More American conservative gloom over the impending arrival of universal health care. Ramesh Ponnuru bemoans:

"Obama’s health-care plan is designed to evolve into a national health-insurance program along the lines of Canada’s. The resulting government monopoly or near-monopoly on health insurance would stifle innovation, require bureaucratic rationing, and infringe on freedom. But it would also move American politics permanently leftward ... the inevitable disappointments and failures of a nationalized system would just as inevitably be blamed on underfunding, creating a bidding war that liberals would usually win ... the creation of a new system would make free-market alternatives look more radical to the public than they do now, because they would be more radical. The public’s aversion to risk, which now hurts advocates of liberal policies as much as it helps them, would only help them. So national health insurance could be a lasting political success for liberals even if it is a colossal policy failure; it could, indeed, succeed politically because of its failures."
Let's address the falsehoods one by one:

Universal public health care stifles innovation.
False. In fact the major driver of medical innovation in America is already, and always has been the state:
The single biggest source of medical research funding, not just in the United States but in the entire world, is the National Institutes of Health (NIH): Last year, it spent more than $28 billion on research, accounting for about one-third of the total dollars spent on medical research and development in this country (and half the money spent at universities). The majority of that money pays for the kind of basic research
that might someday unlock cures for killer diseases like Alzheimer's, aids, and cancer. No other country has an institution that matches the NIH in scale. And that is probably the primary explanation for why so many of the intellectual breakthroughs in medical science happen here.
Public health care would 'require bureaucratic rationing, and infringe on freedom'.

False. As Canadians know this is simply nonsense. Despite wait lists caused by policies of underfunding and deliberate medical school enrollment suppression, essential medical treatment gets to those who need it and Canadians have plenty of choice when it comes to medical treatment with far less bureaucracy to deal with than Americans grappling with multiple insurance providers all looking for excuses to refuse to honor their customer's policies. And the US rations health care far more savagely, simply based on who can afford it and who goes without completely.

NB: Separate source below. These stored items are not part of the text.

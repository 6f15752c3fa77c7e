//! Store transactions.
//!
//! Export reads the whole graph inside one read-only transaction. Import opens
//! one read-write transaction per record, so a record is durable exactly when
//! its transaction commits. There is no transaction spanning a whole import.

use std::fmt;

use serde::{Deserialize, Serialize};

use crate::{Error, Result};

/// Transaction mode.
#[derive(Debug, Clone, Copy, PartialEq, Eq, Serialize, Deserialize)]
pub enum TxMode {
    ReadOnly,
    ReadWrite,
}

/// Opaque transaction identifier.
#[derive(Debug, Clone, Copy, PartialEq, Eq, Hash, Serialize, Deserialize)]
pub struct TxId(pub u64);

impl fmt::Display for TxId {
    fn fmt(&self, f: &mut fmt::Formatter<'_>) -> fmt::Result {
        write!(f, "tx#{}", self.0)
    }
}

/// Transaction handle every store hands out.
pub trait Transaction: Send + Sync {
    fn mode(&self) -> TxMode;
    fn id(&self) -> TxId;

    fn is_writable(&self) -> bool {
        self.mode() == TxMode::ReadWrite
    }

    /// Guard for every write a store performs under this transaction.
    fn require_writable(&self) -> Result<()> {
        if self.is_writable() {
            Ok(())
        } else {
            Err(Error::StorageError(format!("{} is read-only", self.id())))
        }
    }
}

#[cfg(test)]
mod tests {
    use super::*;

    struct Handle(TxMode);

    impl Transaction for Handle {
        fn mode(&self) -> TxMode {
            self.0
        }
        fn id(&self) -> TxId {
            TxId(7)
        }
    }

    #[test]
    fn test_write_guard_follows_mode() {
        assert!(Handle(TxMode::ReadWrite).require_writable().is_ok());

        let err = Handle(TxMode::ReadOnly).require_writable().unwrap_err();
        assert!(matches!(err, Error::StorageError(ref msg) if msg == "tx#7 is read-only"));
    }
}
//! Streaming snapshot parser.
//!
//! A pull parser over `quick_xml` events. It walks
//! `Idle → InRoot → InCollection → InRecord → InField` and yields one
//! finished `Record` at a time, so the document is never held in memory.
//!
//! Anything nested inside a field element is rich-text markup owned by that
//! field. It is not interpreted: tags, attributes, text, CDATA and comments
//! are copied byte for byte into the field's raw text.

use std::io::BufRead;

use chrono::NaiveDateTime;
use quick_xml::Reader;
use quick_xml::events::{BytesStart, Event};
use tracing::debug;

use crate::codec;
use crate::export::{COLUMN_ATTR, EXPORTED_ATTR, ROOT_TAG, TYPE_ATTR};
use crate::model::{Collection, Field, Record, ValueKind};
use crate::progress::CancelToken;
use crate::{Error, Result};

/// What one call to `next_record` produced.
#[derive(Debug, Clone, PartialEq)]
pub enum ParseStep {
    /// A complete record, ready for insertion.
    Record(Record),
    /// Cancellation was observed at a collection boundary.
    Canceled,
    /// The root element closed and input is exhausted.
    Finished,
}

#[derive(Debug, Clone, Copy, PartialEq, Eq)]
enum State {
    Idle,
    InRoot,
    InCollection(Collection),
    InRecord(Collection),
    InField(Collection),
}

/// A field element whose closing tag has not been seen yet.
struct OpenField {
    name: String,
    column: String,
    kind: ValueKind,
    raw: Vec<u8>,
    /// Depth of nested markup inside the field.
    depth: usize,
}

pub struct SnapshotParser<R: BufRead> {
    reader: Reader<R>,
    buf: Vec<u8>,
    state: State,
    record: Option<Record>,
    field: Option<OpenField>,
    records: u64,
    seen_root: bool,
    exported_at: Option<NaiveDateTime>,
}

impl<R: BufRead> SnapshotParser<R> {
    pub fn new(input: R) -> Self {
        Self {
            reader: Reader::from_reader(input),
            buf: Vec::new(),
            state: State::Idle,
            record: None,
            field: None,
            records: 0,
            seen_root: false,
            exported_at: None,
        }
    }

    /// Records finalized since the root element was entered.
    pub fn records_parsed(&self) -> u64 {
        self.records
    }

    /// Export clock from the root element, if present and readable.
    pub fn exported_at(&self) -> Option<NaiveDateTime> {
        self.exported_at
    }

    /// Advance until the next record completes, cancellation is observed,
    /// or the document ends.
    pub fn next_record(&mut self, cancel: &CancelToken) -> Result<ParseStep> {
        let mut buf = std::mem::take(&mut self.buf);
        let step = self.pump(&mut buf, cancel);
        buf.clear();
        self.buf = buf;
        step
    }

    fn pump(&mut self, buf: &mut Vec<u8>, cancel: &CancelToken) -> Result<ParseStep> {
        loop {
            buf.clear();
            match self.reader.read_event_into(buf)? {
                Event::Start(e) => {
                    if let Some(field) = self.field.as_mut() {
                        field.depth += 1;
                        field.raw.push(b'<');
                        field.raw.extend_from_slice(&e);
                        field.raw.push(b'>');
                    } else if let Some(step) = self.on_start(&e, cancel)? {
                        return Ok(step);
                    }
                }
                Event::Empty(e) => {
                    if let Some(field) = self.field.as_mut() {
                        field.raw.push(b'<');
                        field.raw.extend_from_slice(&e);
                        field.raw.extend_from_slice(b"/>");
                    } else {
                        if let Some(step) = self.on_start(&e, cancel)? {
                            return Ok(step);
                        }
                        if let Some(step) = self.on_end()? {
                            return Ok(step);
                        }
                    }
                }
                Event::End(e) => {
                    match self.field.as_mut() {
                        Some(field) if field.depth > 0 => {
                            field.depth -= 1;
                            field.raw.extend_from_slice(b"</");
                            field.raw.extend_from_slice(&e);
                            field.raw.push(b'>');
                        }
                        _ => {
                            if let Some(step) = self.on_end()? {
                                return Ok(step);
                            }
                        }
                    }
                }
                Event::Text(e) => {
                    if let Some(field) = self.field.as_mut() {
                        field.raw.extend_from_slice(&e);
                    }
                }
                Event::CData(e) => {
                    if let Some(field) = self.field.as_mut() {
                        field.raw.extend_from_slice(b"<![CDATA[");
                        field.raw.extend_from_slice(&e);
                        field.raw.extend_from_slice(b"]]>");
                    }
                }
                Event::Comment(e) => {
                    if let Some(field) = self.field.as_mut() {
                        field.raw.extend_from_slice(b"<!--");
                        field.raw.extend_from_slice(&e);
                        field.raw.extend_from_slice(b"-->");
                    }
                }
                Event::Eof => {
                    return match self.state {
                        State::Idle if self.seen_root => Ok(ParseStep::Finished),
                        State::Idle => Err(self.malformed(format!("document has no <{ROOT_TAG}> element"))),
                        state => Err(self.malformed(format!("document ended inside {state:?}"))),
                    };
                }
                // declarations, processing instructions, doctype
                _ => {}
            }
        }
    }

    fn on_start(&mut self, e: &BytesStart<'_>, cancel: &CancelToken) -> Result<Option<ParseStep>> {
        let name = e.name();
        let name = name.as_ref();

        match self.state {
            State::Idle => {
                if name != ROOT_TAG.as_bytes() {
                    return Err(self.malformed(format!(
                        "expected <{ROOT_TAG}>, found <{}>",
                        String::from_utf8_lossy(name)
                    )));
                }
                self.exported_at = self.attribute(e, EXPORTED_ATTR)?
                    .and_then(|v| NaiveDateTime::parse_from_str(&v, codec::TIMESTAMP_FORMAT).ok());
                self.records = 0;
                self.seen_root = true;
                self.state = State::InRoot;
            }
            State::InRoot => {
                let Some(collection) = Collection::from_block_tag(name) else {
                    return Err(self.malformed(format!(
                        "unknown collection <{}>",
                        String::from_utf8_lossy(name)
                    )));
                };
                if cancel.is_canceled() {
                    debug!(collection = collection.block_tag(), "import canceled at collection boundary");
                    return Ok(Some(ParseStep::Canceled));
                }
                debug!(collection = collection.block_tag(), "importing collection");
                self.state = State::InCollection(collection);
            }
            State::InCollection(collection) => {
                if name != collection.record_tag().as_bytes() {
                    return Err(self.malformed(format!(
                        "expected <{}> inside <{}>, found <{}>",
                        collection.record_tag(),
                        collection.block_tag(),
                        String::from_utf8_lossy(name)
                    )));
                }
                self.record = Some(Record::new(collection));
                self.state = State::InRecord(collection);
            }
            State::InRecord(collection) => {
                let field_name = self.utf8(name.to_vec())?;
                let column = self.attribute(e, COLUMN_ATTR)?.ok_or_else(|| {
                    self.malformed(format!("field <{field_name}> has no {COLUMN_ATTR} attribute"))
                })?;
                let tag = self.attribute(e, TYPE_ATTR)?.ok_or_else(|| {
                    self.malformed(format!("field <{field_name}> has no {TYPE_ATTR} attribute"))
                })?;
                let kind = ValueKind::from_tag(&tag).ok_or_else(|| {
                    self.malformed(format!("field <{field_name}> has unknown type '{tag}'"))
                })?;
                self.field = Some(OpenField {
                    name: field_name,
                    column,
                    kind,
                    raw: Vec::new(),
                    depth: 0,
                });
                self.state = State::InField(collection);
            }
            State::InField(_) => {
                return Err(self.malformed("element opened while a field was being closed".into()));
            }
        }
        Ok(None)
    }

    fn on_end(&mut self) -> Result<Option<ParseStep>> {
        match self.state {
            State::InField(collection) => {
                let Some(field) = self.field.take() else {
                    return Err(self.malformed("field state without an open field".into()));
                };
                let raw = self.utf8(field.raw)?;
                let value = codec::decode(field.kind, &field.name, &raw)?;
                let Some(record) = self.record.as_mut() else {
                    return Err(self.malformed("field outside of a record".into()));
                };
                record.push(Field::new(field.name, field.column, value));
                self.state = State::InRecord(collection);
            }
            State::InRecord(collection) => {
                let Some(record) = self.record.take() else {
                    return Err(self.malformed("record state without an open record".into()));
                };
                self.records += 1;
                self.state = State::InCollection(collection);
                return Ok(Some(ParseStep::Record(record)));
            }
            State::InCollection(_) => self.state = State::InRoot,
            State::InRoot => self.state = State::Idle,
            State::Idle => return Err(self.malformed("closing tag outside the root element".into())),
        }
        Ok(None)
    }

    fn utf8(&self, bytes: Vec<u8>) -> Result<String> {
        String::from_utf8(bytes).map_err(|e| self.malformed(format!("invalid UTF-8: {e}")))
    }

    fn attribute(&self, e: &BytesStart<'_>, key: &str) -> Result<Option<String>> {
        for attr in e.attributes() {
            let attr = attr.map_err(quick_xml::Error::from)?;
            if attr.key.as_ref() == key.as_bytes() {
                return String::from_utf8(attr.value.into_owned())
                    .map(Some)
                    .map_err(|e| self.malformed(format!("attribute {key} is not UTF-8: {e}")));
            }
        }
        Ok(None)
    }

    fn malformed(&self, message: String) -> Error {
        Error::Malformed {
            position: self.reader.buffer_position() as u64,
            message,
        }
    }
}
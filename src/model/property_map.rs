//! PropertyMap — the attribute set of a node.

use std::collections::HashMap;
use super::FieldValue;

/// A map of logical field names to values. Unset fields are absent, never zero.
pub type PropertyMap = HashMap<String, FieldValue>;
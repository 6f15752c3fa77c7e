//! # Store Trait
//!
//! The contract between the snapshot engine and whatever holds the graph.
//! The engine never reaches past this trait: export only queries, import only
//! creates, inserts, and (for the rebind pass) rewrites relation endpoints.
//!
//! ## Implementations
//!
//! | Store | Module | Description |
//! |-------|--------|-------------|
//! | `MemoryStore` | `memory` | In-memory reference store for tests and embedding |

pub mod memory;

use async_trait::async_trait;
use crate::model::*;
use crate::tx::{Transaction, TxMode};
use crate::Result;

pub use memory::{IdPolicy, MemoryConfig, MemoryStore};

// ============================================================================
// Store capabilities
// ============================================================================

/// What a store can do — used to pick the import insert policy.
#[derive(Debug, Clone, Default)]
pub struct StoreCapabilities {
    /// The store honors caller-supplied node and relation ids.
    /// When false it always mints its own, and imports must run Cautious.
    pub accepts_caller_ids: bool,
}

// ============================================================================
// Store Trait
// ============================================================================

/// The storage contract consumed by export and import.
#[async_trait]
pub trait Store: Send + Sync + 'static {
    /// The transaction type for this store.
    type Tx: Transaction;

    // ========================================================================
    // Transactions
    // ========================================================================

    async fn begin_tx(&self, mode: TxMode) -> Result<Self::Tx>;

    async fn commit_tx(&self, tx: Self::Tx) -> Result<()>;

    async fn rollback_tx(&self, tx: Self::Tx) -> Result<()>;

    // ========================================================================
    // Nodes
    // ========================================================================

    /// Hand out an empty, unsaved node of the given kind.
    fn create_node(&self, kind: NodeKind) -> NodeDraft {
        NodeDraft::new(kind)
    }

    /// Persist a draft and return the id the store assigned.
    ///
    /// `id_hint` is the id the caller would like. Stores that accept caller
    /// ids must use it (or fail); stores that mint their own ignore it.
    async fn insert_node(
        &self,
        tx: &mut Self::Tx,
        draft: NodeDraft,
        id_hint: Option<i64>,
    ) -> Result<i64>;

    /// Get a node by id. Returns None if not found.
    async fn get_node(&self, tx: &Self::Tx, id: UniqueId) -> Result<Option<Node>>;

    async fn node_exists(&self, tx: &Self::Tx, id: UniqueId) -> Result<bool> {
        Ok(self.get_node(tx, id).await?.is_some())
    }

    // ========================================================================
    // Relations
    // ========================================================================

    /// Create a relation between two nodes.
    ///
    /// Endpoints are stored as given; during a Cautious import they may name
    /// ids that are fixed up later by the rebind pass.
    async fn insert_relation(
        &self,
        tx: &mut Self::Tx,
        id_hint: Option<i64>,
        item1: UniqueId,
        item2: UniqueId,
    ) -> Result<RelationId>;

    async fn get_relation(&self, tx: &Self::Tx, id: RelationId) -> Result<Option<Relation>>;

    /// Overwrite both endpoints of an existing relation.
    async fn set_relation_endpoints(
        &self,
        tx: &mut Self::Tx,
        id: RelationId,
        item1: UniqueId,
        item2: UniqueId,
    ) -> Result<()>;

    /// All relations, ordered by id.
    async fn relations(&self, tx: &Self::Tx) -> Result<Vec<Relation>>;

    // ========================================================================
    // Scan
    // ========================================================================

    /// All records of one collection, in schema field order.
    async fn query(&self, tx: &Self::Tx, collection: Collection) -> Result<Vec<Record>>;

    async fn node_count(&self, tx: &Self::Tx) -> Result<u64>;

    async fn relation_count(&self, tx: &Self::Tx) -> Result<u64>;

    // ========================================================================
    // Capability negotiation
    // ========================================================================

    fn capabilities(&self) -> StoreCapabilities {
        StoreCapabilities::default()
    }
}
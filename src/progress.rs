//! Cooperative cancellation and progress reporting.
//!
//! Both are passed explicitly into every export/import call. Nothing here is
//! preemptive: the writer and the parser poll the token at safe points only.

use std::sync::Arc;
use std::sync::atomic::{AtomicBool, Ordering};

/// Polled cancellation flag. Clones share the same flag.
#[derive(Debug, Clone, Default)]
pub struct CancelToken {
    flag: Arc<AtomicBool>,
}

impl CancelToken {
    pub fn new() -> Self {
        Self::default()
    }

    pub fn cancel(&self) {
        self.flag.store(true, Ordering::SeqCst);
    }

    pub fn is_canceled(&self) -> bool {
        self.flag.load(Ordering::SeqCst)
    }
}

/// Receives one work unit per durable record.
///
/// `records` is the running total for the current run.
pub trait ProgressSink {
    fn work_unit(&mut self, records: u64);
}

impl<F: FnMut(u64)> ProgressSink for F {
    fn work_unit(&mut self, records: u64) {
        self(records)
    }
}

/// Discards progress.
#[derive(Debug, Clone, Copy, Default)]
pub struct NoProgress;

impl ProgressSink for NoProgress {
    fn work_unit(&mut self, _records: u64) {}
}

/// How a cooperative run ended. Cancellation is an outcome, not an error.
#[derive(Debug, Clone, PartialEq, Eq)]
pub enum RunOutcome<T> {
    Completed(T),
    Canceled(T),
}

impl<T> RunOutcome<T> {
    pub fn is_canceled(&self) -> bool {
        matches!(self, RunOutcome::Canceled(_))
    }

    pub fn value(&self) -> &T {
        match self {
            RunOutcome::Completed(v) | RunOutcome::Canceled(v) => v,
        }
    }

    pub fn into_value(self) -> T {
        match self {
            RunOutcome::Completed(v) | RunOutcome::Canceled(v) => v,
        }
    }
}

Ponnuru also blithely predicts 'inevitable disappointments' with public care - while just as blithely ignoring how utterly dysfunctional and inequitable the current non-system of American health care is. He justifies the inevitable, that Americans will embrace public health care no matter how much a 'policy failure' it is - but his biggest fear is clearly that it will be a huge policy success.

4 comments:

leftdog said...

The fact that Bush and the Republicans have now committed $700 BILLION dollars to a corporate welfare bailout of Wall Street, they have incidentally hobbled the incoming Obama administration from ANY ability to implement universal health care.

That is, to a large degree, what is currently occurring in the USA at the moment .. a strategic bankrupting of the public treasury.

Amen

Greg said...

He's also go the typical Mike Harris Common Nonsense argument. First you cut funding for health care, then you decry people who want to "throw money at it."

Brilliant.

Larry Gambone said...

The US right-wing fears a proper health care system like all other developed countries have, because it will, as the article states, create a permanent pro-social democratic majority bloc. It does this, not for the reasons stated, but because people like their universal health care system and see the right as a threat to it. For example if the Harpocrits were to come out and say, "we want to destroy the health care system and introduce a US style system" they would be reduced to three or four seats in Alberta.

Cliff said...

So instead they undermine it gradually, funding cuts and de-listing here - a network of private que jumping clinics there. All part of ongoing efforts to undermine a system they know Canadians will never give thema mandate to destroy.